Task statement -> Set down exactly the lines below between the line holding "if let Some(depth) = deep_depth" and the line holding "must satisfy blunder", inclusive; no other line belongs in the answer.
* * * * * * *
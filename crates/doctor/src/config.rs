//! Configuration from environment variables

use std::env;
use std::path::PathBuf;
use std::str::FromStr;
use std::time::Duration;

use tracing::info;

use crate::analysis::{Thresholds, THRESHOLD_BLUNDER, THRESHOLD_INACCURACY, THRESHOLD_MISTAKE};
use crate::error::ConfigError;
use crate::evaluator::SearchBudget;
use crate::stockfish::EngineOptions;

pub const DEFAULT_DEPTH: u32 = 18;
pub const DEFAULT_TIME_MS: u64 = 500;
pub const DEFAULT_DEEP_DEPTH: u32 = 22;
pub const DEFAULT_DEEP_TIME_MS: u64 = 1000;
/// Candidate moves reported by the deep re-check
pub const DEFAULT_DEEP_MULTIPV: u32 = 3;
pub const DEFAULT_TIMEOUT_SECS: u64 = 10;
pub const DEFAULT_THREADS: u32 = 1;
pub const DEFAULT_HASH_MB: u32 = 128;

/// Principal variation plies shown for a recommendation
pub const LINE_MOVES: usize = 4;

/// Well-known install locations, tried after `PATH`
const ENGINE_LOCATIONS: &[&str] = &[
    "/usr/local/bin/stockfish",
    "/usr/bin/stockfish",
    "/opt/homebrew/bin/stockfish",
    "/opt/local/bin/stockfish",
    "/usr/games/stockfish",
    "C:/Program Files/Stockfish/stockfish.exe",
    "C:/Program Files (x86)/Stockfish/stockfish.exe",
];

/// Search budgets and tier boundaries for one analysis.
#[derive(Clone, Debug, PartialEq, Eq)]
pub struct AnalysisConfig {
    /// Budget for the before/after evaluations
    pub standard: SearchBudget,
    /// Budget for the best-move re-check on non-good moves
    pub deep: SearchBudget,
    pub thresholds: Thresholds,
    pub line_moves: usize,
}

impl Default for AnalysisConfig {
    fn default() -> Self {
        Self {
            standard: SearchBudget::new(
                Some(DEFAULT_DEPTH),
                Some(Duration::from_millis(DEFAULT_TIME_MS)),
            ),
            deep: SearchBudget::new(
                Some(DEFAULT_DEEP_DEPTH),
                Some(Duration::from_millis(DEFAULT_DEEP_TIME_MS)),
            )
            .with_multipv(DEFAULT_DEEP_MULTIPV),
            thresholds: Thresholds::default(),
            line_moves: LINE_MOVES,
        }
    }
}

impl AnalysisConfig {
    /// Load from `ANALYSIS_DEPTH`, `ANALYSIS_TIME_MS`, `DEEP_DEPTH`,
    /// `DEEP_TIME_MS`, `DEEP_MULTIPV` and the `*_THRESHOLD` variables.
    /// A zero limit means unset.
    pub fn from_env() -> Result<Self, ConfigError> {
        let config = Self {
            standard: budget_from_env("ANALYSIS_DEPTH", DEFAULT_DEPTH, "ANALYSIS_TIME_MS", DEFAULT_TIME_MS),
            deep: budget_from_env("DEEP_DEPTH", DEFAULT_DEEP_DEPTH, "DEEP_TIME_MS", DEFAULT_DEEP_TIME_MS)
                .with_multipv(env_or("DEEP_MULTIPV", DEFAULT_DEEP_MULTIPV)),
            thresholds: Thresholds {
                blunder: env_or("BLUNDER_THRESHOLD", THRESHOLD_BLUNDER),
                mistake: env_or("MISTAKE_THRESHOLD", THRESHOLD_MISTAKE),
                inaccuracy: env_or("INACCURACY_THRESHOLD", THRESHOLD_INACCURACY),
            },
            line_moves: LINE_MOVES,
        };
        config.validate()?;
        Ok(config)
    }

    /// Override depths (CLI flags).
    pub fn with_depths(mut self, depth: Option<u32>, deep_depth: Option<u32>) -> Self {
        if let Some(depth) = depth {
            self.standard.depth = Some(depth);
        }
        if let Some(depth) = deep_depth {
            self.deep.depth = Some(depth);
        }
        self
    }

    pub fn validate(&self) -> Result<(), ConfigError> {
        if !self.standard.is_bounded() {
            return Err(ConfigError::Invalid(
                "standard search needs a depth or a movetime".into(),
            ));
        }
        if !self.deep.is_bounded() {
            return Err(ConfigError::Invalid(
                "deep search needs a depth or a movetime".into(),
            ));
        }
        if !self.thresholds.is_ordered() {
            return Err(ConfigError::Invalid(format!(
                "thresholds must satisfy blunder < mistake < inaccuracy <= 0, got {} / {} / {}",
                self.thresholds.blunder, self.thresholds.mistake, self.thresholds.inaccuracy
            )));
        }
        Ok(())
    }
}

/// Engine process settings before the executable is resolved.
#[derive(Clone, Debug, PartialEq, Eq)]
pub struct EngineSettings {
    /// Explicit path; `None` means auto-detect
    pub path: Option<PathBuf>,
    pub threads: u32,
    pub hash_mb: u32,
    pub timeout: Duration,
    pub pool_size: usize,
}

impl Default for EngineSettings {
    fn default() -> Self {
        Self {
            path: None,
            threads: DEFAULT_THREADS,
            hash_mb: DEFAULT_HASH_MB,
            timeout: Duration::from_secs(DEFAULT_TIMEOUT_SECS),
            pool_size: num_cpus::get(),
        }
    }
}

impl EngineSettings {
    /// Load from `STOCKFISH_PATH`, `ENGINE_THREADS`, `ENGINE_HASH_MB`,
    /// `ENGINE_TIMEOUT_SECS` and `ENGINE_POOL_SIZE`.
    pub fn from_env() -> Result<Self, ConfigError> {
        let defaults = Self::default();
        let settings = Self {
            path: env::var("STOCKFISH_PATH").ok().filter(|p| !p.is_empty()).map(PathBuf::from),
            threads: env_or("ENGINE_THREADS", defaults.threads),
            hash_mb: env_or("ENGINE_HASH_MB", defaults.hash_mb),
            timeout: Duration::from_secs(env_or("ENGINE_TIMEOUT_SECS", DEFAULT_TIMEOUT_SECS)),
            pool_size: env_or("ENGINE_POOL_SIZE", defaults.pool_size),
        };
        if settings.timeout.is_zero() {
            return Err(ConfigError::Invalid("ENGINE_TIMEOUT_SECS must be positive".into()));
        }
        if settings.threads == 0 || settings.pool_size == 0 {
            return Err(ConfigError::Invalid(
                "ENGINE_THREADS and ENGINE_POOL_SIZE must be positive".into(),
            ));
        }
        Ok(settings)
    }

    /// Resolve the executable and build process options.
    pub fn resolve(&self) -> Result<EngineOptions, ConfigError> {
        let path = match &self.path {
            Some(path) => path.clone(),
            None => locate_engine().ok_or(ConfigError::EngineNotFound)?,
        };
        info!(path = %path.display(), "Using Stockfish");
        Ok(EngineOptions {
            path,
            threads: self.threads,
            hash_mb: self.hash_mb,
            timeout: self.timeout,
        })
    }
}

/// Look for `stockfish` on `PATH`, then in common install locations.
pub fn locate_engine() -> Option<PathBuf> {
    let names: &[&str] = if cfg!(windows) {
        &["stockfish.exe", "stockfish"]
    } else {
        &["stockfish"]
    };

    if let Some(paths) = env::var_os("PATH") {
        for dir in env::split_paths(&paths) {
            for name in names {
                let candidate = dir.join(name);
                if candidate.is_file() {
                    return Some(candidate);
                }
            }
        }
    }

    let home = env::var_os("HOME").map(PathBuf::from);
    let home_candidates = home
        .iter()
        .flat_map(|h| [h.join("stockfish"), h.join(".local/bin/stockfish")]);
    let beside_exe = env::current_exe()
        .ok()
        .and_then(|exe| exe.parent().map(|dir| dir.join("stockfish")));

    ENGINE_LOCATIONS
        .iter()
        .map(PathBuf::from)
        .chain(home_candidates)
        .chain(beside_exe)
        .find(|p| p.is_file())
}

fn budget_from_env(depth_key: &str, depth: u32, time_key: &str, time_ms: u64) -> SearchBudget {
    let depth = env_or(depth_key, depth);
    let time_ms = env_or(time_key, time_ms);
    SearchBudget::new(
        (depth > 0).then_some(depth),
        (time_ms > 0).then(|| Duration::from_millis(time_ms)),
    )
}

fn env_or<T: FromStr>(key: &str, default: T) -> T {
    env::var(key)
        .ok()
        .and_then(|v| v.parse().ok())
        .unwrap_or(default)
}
* * * * * * *
Written solution ->
        if let Some(depth) = deep_depth {
            self.deep.depth = Some(depth);
        }
        self
    }

    pub fn validate(&self) -> Result<(), ConfigError> {
        if !self.standard.is_bounded() {
            return Err(ConfigError::Invalid(
                "standard search needs a depth or a movetime".into(),
            ));
        }
        if !self.deep.is_bounded() {
            return Err(ConfigError::Invalid(
                "deep search needs a depth or a movetime".into(),
            ));
        }
        if !self.thresholds.is_ordered() {
            return Err(ConfigError::Invalid(format!(
                "thresholds must satisfy blunder < mistake < inaccuracy <= 0, got {} / {} / {}",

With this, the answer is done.